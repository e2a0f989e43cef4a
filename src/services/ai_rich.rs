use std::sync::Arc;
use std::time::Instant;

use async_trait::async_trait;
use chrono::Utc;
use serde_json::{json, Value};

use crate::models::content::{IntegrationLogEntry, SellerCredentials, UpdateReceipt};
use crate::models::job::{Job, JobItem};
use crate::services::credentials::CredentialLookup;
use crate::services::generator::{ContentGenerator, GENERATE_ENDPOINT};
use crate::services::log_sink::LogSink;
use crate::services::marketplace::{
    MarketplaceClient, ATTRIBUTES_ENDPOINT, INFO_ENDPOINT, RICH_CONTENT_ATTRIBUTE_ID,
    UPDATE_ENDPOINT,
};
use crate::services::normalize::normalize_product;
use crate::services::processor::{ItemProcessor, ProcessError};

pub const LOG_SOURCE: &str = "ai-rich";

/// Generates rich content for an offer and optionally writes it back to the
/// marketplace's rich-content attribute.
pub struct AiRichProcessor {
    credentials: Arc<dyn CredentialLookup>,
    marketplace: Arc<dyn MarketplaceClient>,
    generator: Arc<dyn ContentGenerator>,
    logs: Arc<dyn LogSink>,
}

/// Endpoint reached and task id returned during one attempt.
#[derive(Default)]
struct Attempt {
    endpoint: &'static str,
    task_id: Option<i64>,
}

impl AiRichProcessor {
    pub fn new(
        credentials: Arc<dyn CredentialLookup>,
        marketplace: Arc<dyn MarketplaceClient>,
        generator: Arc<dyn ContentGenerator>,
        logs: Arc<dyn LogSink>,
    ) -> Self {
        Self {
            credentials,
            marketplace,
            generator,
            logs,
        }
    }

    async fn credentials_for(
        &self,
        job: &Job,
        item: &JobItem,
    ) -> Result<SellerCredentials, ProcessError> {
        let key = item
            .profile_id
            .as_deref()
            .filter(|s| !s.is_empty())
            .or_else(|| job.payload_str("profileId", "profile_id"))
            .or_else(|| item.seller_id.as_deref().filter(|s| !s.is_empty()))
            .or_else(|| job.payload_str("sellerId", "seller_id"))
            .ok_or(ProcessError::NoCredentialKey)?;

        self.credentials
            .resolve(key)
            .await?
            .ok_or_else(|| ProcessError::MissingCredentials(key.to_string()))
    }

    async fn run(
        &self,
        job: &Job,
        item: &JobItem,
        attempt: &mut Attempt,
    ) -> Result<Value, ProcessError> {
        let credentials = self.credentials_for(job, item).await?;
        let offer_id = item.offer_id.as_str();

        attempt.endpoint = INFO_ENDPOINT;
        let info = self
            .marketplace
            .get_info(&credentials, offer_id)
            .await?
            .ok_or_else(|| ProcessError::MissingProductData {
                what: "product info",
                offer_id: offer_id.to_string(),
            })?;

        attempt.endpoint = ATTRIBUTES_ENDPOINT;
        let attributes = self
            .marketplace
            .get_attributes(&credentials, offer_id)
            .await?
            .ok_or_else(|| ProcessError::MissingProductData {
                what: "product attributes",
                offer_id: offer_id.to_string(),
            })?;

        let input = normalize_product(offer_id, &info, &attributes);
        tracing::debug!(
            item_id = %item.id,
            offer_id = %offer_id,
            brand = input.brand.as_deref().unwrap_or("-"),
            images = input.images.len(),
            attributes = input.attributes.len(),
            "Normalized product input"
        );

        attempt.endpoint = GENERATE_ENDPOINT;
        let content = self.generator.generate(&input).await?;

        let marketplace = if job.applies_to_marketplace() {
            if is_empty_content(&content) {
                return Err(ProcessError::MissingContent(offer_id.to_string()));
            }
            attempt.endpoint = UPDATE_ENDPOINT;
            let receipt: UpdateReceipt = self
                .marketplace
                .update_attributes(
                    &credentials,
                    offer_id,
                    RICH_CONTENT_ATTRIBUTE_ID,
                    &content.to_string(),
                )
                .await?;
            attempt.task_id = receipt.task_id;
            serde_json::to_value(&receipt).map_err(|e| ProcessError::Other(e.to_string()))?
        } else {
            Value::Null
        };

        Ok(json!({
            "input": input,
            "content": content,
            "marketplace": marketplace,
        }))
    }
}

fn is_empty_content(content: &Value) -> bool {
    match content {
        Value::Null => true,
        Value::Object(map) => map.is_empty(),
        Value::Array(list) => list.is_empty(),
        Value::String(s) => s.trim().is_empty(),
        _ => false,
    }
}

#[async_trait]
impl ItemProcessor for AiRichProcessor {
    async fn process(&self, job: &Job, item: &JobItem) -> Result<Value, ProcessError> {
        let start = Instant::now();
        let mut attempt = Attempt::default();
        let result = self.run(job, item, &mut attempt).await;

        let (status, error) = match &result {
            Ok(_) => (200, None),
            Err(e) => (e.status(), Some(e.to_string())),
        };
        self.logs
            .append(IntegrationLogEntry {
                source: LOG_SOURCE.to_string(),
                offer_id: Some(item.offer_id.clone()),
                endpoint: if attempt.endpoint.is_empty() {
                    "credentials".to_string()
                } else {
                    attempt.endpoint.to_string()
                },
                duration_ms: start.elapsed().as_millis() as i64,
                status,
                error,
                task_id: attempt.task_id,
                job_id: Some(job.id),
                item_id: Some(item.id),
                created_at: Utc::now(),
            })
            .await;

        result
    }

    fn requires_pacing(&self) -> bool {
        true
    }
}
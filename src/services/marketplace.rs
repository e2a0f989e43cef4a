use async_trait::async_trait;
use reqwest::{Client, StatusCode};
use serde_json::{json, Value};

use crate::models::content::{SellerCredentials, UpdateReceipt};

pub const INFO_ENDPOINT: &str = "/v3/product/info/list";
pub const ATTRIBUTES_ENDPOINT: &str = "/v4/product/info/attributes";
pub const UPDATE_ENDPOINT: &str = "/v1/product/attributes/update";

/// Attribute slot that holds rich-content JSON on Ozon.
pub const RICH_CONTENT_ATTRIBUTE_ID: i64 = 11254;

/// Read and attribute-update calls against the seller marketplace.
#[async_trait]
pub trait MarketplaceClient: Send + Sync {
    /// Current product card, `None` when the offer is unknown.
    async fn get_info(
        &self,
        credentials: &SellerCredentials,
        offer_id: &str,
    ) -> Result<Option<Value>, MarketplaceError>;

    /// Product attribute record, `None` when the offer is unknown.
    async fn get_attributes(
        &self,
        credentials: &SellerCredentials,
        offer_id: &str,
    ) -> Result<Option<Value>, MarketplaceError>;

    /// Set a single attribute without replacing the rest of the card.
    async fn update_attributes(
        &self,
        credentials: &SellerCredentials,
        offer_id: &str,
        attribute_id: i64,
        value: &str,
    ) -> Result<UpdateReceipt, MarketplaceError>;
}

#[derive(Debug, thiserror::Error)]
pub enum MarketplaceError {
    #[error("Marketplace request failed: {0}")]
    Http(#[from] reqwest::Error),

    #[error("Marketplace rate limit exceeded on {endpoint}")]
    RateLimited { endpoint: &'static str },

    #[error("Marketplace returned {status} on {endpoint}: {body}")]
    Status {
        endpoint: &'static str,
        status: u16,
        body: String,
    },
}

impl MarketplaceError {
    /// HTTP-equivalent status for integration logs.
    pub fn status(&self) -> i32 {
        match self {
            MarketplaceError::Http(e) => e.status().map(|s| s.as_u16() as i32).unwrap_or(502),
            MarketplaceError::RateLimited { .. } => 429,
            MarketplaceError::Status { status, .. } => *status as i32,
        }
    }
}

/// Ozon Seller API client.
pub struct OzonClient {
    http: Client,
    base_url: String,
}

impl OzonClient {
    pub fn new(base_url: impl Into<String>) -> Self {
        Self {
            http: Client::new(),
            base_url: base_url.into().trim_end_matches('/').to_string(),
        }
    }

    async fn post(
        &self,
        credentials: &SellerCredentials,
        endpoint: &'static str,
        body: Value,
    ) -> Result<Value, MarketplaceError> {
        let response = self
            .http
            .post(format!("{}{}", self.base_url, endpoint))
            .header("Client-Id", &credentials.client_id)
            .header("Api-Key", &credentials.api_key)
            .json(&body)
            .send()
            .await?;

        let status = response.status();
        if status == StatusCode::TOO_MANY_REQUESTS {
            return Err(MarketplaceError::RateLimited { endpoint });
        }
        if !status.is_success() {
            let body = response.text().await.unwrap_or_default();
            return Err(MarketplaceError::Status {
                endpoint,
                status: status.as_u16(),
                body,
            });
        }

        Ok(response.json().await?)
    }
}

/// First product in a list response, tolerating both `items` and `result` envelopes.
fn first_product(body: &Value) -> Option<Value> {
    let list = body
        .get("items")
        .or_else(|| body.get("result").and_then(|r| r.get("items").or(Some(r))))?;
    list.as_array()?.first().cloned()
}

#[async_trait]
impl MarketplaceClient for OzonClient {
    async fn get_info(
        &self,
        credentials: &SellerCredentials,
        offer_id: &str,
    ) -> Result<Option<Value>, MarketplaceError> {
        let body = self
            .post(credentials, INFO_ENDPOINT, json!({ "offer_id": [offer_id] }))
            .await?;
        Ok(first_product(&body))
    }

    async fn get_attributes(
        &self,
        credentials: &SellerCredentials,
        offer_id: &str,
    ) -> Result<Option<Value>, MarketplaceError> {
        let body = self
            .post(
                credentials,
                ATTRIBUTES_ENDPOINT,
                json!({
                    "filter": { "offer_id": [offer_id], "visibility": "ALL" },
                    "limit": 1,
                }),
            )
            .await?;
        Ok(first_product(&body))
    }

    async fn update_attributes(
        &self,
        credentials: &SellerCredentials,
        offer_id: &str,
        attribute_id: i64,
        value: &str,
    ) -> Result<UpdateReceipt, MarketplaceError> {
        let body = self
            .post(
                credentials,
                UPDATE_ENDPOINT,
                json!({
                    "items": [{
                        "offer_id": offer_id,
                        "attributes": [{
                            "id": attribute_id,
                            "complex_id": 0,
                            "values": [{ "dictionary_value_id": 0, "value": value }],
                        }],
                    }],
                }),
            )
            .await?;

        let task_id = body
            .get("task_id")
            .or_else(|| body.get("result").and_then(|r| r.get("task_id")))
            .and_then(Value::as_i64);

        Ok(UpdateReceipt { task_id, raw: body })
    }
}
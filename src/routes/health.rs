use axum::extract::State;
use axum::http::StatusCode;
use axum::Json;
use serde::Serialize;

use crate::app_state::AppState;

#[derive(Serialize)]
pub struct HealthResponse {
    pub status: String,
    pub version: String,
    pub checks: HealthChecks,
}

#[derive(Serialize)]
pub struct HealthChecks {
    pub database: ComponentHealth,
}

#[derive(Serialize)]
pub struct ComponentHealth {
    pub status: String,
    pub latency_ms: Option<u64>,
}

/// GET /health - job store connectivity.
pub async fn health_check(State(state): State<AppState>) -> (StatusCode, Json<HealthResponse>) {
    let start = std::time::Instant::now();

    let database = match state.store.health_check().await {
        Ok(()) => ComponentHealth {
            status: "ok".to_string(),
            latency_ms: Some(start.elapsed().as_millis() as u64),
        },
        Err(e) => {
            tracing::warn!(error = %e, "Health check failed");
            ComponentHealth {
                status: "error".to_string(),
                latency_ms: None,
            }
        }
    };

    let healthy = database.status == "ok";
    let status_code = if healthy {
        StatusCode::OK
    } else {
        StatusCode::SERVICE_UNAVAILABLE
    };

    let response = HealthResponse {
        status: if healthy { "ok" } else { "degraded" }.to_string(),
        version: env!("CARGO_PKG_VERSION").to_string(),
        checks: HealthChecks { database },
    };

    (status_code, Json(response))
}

#####

Only the lines from the one with "StatusCode::SERVICE_UNAVAILABLE" through the end of the data should be printed, each exactly as it appears.

== RESPONSE BELOW ==
        StatusCode::SERVICE_UNAVAILABLE
    };

    let response = HealthResponse {
        status: if healthy { "ok" } else { "degraded" }.to_string(),
        version: env!("CARGO_PKG_VERSION").to_string(),
        checks: HealthChecks { database },
    };

    (status_code, Json(response))
}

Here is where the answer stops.